Lithium and psoriasis: cytokine modulation of cultured lymphocytes and psoriatic keratinocytes by lithium.

The predominant cutaneous side effect of lithium is the exacerbation or aggravation of psoriasis, but the pathogenesis is still unclear. The hyperproliferation of keratinocytes and a dense lesional infiltrate of mononuclear cells are the hallmarks of psoriatic skin lesions. Interactions between keratinocytes and T cells are thought to be one reason for an increased secretion of proinflammatory cytokines and growth factors.
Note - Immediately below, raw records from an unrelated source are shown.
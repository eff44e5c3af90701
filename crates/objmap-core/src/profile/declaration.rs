use super::HookKind;
use crate::catalog::TypeId;
use crate::descriptor::MappingPair;
use crate::diagnostic::RequestSite;

#[derive(Debug, Copy, Clone, PartialEq, Eq, PartialOrd, Ord, Hash)]
pub struct ProfileId(pub usize);

/// A profile as discovered in the host program, before resolution.
#[derive(Debug, Clone, PartialEq, Eq)]
pub struct ProfileDeclaration {
    pub id: ProfileId,

    /// Path generated code uses to call the profile's methods
    pub path: String,

    /// Generated code can extend the profile
    pub extensible: bool,

    /// The built-in profile shipped with the host integration
    pub predefined: bool,

    pub includes: Vec<IncludeRef>,

    pub items: Vec<ProfileItem>,

    pub site: Option<RequestSite>,
}

#[derive(Debug, Clone, PartialEq, Eq)]
pub enum IncludeRef {
    Resolved(ProfileId),

    /// The host could not find a profile under this name
    Unresolved(String),
}

/// One declaration inside a profile.
#[derive(Debug, Clone, PartialEq, Eq)]
pub enum ProfileItem {
    Prepare(HookDecl),
    TypeMapping(HookDecl),
    PostMapping(HookDecl),
    IgnoreMembers(IgnoreDecl),
    CollectionMapping(CollectionMethodDecl),
}

#[derive(Debug, Clone, PartialEq, Eq)]
pub struct HookDecl {
    pub method: String,
    pub pair: MappingPair,

    /// Target members the hook body already sets
    pub consumed: Vec<String>,

    pub site: Option<RequestSite>,
}

#[derive(Debug, Clone, PartialEq, Eq)]
pub struct IgnoreDecl {
    pub method: String,
    pub target: TypeId,

    /// Members the hook body accesses on its parameter
    pub members: Vec<String>,
}

/// Signature summary of a collection mapping method.
#[derive(Debug, Clone, PartialEq, Eq)]
pub struct CollectionMethodDecl {
    pub method: String,
    pub type_parameters: usize,

    /// One entry per parameter; `None` when the parameter is not a
    /// one-argument generic
    pub parameters: Vec<Option<GenericShape>>,

    pub returns: Option<GenericShape>,

    pub site: Option<RequestSite>,
}

/// A one-argument generic type appearing in a signature.
#[derive(Debug, Copy, Clone, PartialEq, Eq)]
pub struct GenericShape {
    pub definition: TypeId,

    /// The single argument is the method's own type parameter
    pub over_type_parameter: bool,
}

impl ProfileDeclaration {
    pub fn new(id: ProfileId, path: impl Into<String>) -> ProfileDeclaration {
        ProfileDeclaration {
            id,
            path: path.into(),
            extensible: true,
            predefined: false,
            includes: vec![],
            items: vec![],
            site: None,
        }
    }

    pub fn predefined(id: ProfileId, path: impl Into<String>) -> ProfileDeclaration {
        ProfileDeclaration {
            predefined: true,
            ..ProfileDeclaration::new(id, path)
        }
    }

    pub fn include(mut self, id: ProfileId) -> ProfileDeclaration {
        self.includes.push(IncludeRef::Resolved(id));
        self
    }

    pub fn include_unresolved(mut self, name: impl Into<String>) -> ProfileDeclaration {
        self.includes.push(IncludeRef::Unresolved(name.into()));
        self
    }

    pub fn not_extensible(mut self) -> ProfileDeclaration {
        self.extensible = false;
        self
    }

    pub fn at(mut self, site: RequestSite) -> ProfileDeclaration {
        self.site = Some(site);
        self
    }

    pub fn item(mut self, item: ProfileItem) -> ProfileDeclaration {
        self.items.push(item);
        self
    }

    pub fn hook(self, kind: HookKind, method: impl Into<String>, pair: MappingPair) -> ProfileDeclaration {
        let decl = HookDecl {
            method: method.into(),
            pair,
            consumed: vec![],
            site: None,
        };
        self.item(ProfileItem::hook(kind, decl))
    }

    pub fn ignore(self, method: impl Into<String>, target: TypeId, members: &[&str]) -> ProfileDeclaration {
        self.item(ProfileItem::IgnoreMembers(IgnoreDecl {
            method: method.into(),
            target,
            members: members.iter().map(|m| m.to_string()).collect(),
        }))
    }

    /// Adds a well-formed collection mapping method for `definition`.
    pub fn collection(self, method: impl Into<String>, definition: TypeId) -> ProfileDeclaration {
        self.item(ProfileItem::CollectionMapping(CollectionMethodDecl {
            method: method.into(),
            type_parameters: 1,
            parameters: vec![Some(GenericShape {
                definition,
                over_type_parameter: true,
            })],
            returns: Some(GenericShape {
                definition,
                over_type_parameter: true,
            }),
            site: None,
        }))
    }
}

impl ProfileItem {
    pub fn hook(kind: HookKind, decl: HookDecl) -> ProfileItem {
        match kind {
            HookKind::Prepare => ProfileItem::Prepare(decl),
            HookKind::TypeMapping => ProfileItem::TypeMapping(decl),
            HookKind::PostMapping => ProfileItem::PostMapping(decl),
        }
    }

    pub fn as_hook(&self) -> Option<(HookKind, &HookDecl)> {
        match self {
            ProfileItem::Prepare(decl) => Some((HookKind::Prepare, decl)),
            ProfileItem::TypeMapping(decl) => Some((HookKind::TypeMapping, decl)),
            ProfileItem::PostMapping(decl) => Some((HookKind::PostMapping, decl)),
            _ => None,
        }
    }
}

impl CollectionMethodDecl {
    /// Returns the collection definition the method produces, or `None` when
    /// the signature is not `fn<T>(Seq<T>) -> Collection<T>`.
    pub fn target_definition(&self, is_sequence_definition: impl Fn(TypeId) -> bool) -> Option<TypeId> {
        if self.type_parameters != 1 {
            return None;
        }

        match self.parameters[..] {
            [Some(GenericShape {
                over_type_parameter: true,
                ..
            })] => {}
            _ => return None,
        }

        let returns = self.returns?;
        if returns.over_type_parameter && is_sequence_definition(returns.definition) {
            Some(returns.definition)
        } else {
            None
        }
    }
}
To investigate whether lithium influences cytokines of the "psoriatic cytokine network', we established a coculture model with keratinocytes from psoriatic patients and from healthy controls cultured with HUT 78 lymphocytes and measured the cytokine levels of Il-2, Il-6, Il-8, IFN gamma and TGF alpha in the culture supernatants after treatment with lithium. Il-6 levels were slightly elevated in the supernatants obtained from psoriatic and control keratinocyte cultures after lithium treatment, but IFN gamma and Il-2 levels were elevated only in the lithium-treated cocultures with psoriatic keratinocytes. In contrast, these two cytokines were not affected by lithium in HUT 78 monocultures or in cocultures with normal epidermal cells. We also found slightly elevated TGF alpha levels in lithium-treated psoriatic cocultures but not in control cultures. We therefore demonstrated that lithium influences the cell communication of psoriatic keratinocytes with HUT 78 lymphocytes by triggering the secretion of TGF alpha, Il-2 and, massively, IFN gamma. It seems possible that lithium also influences similar parts of the psoriatic cytokine network in vivo.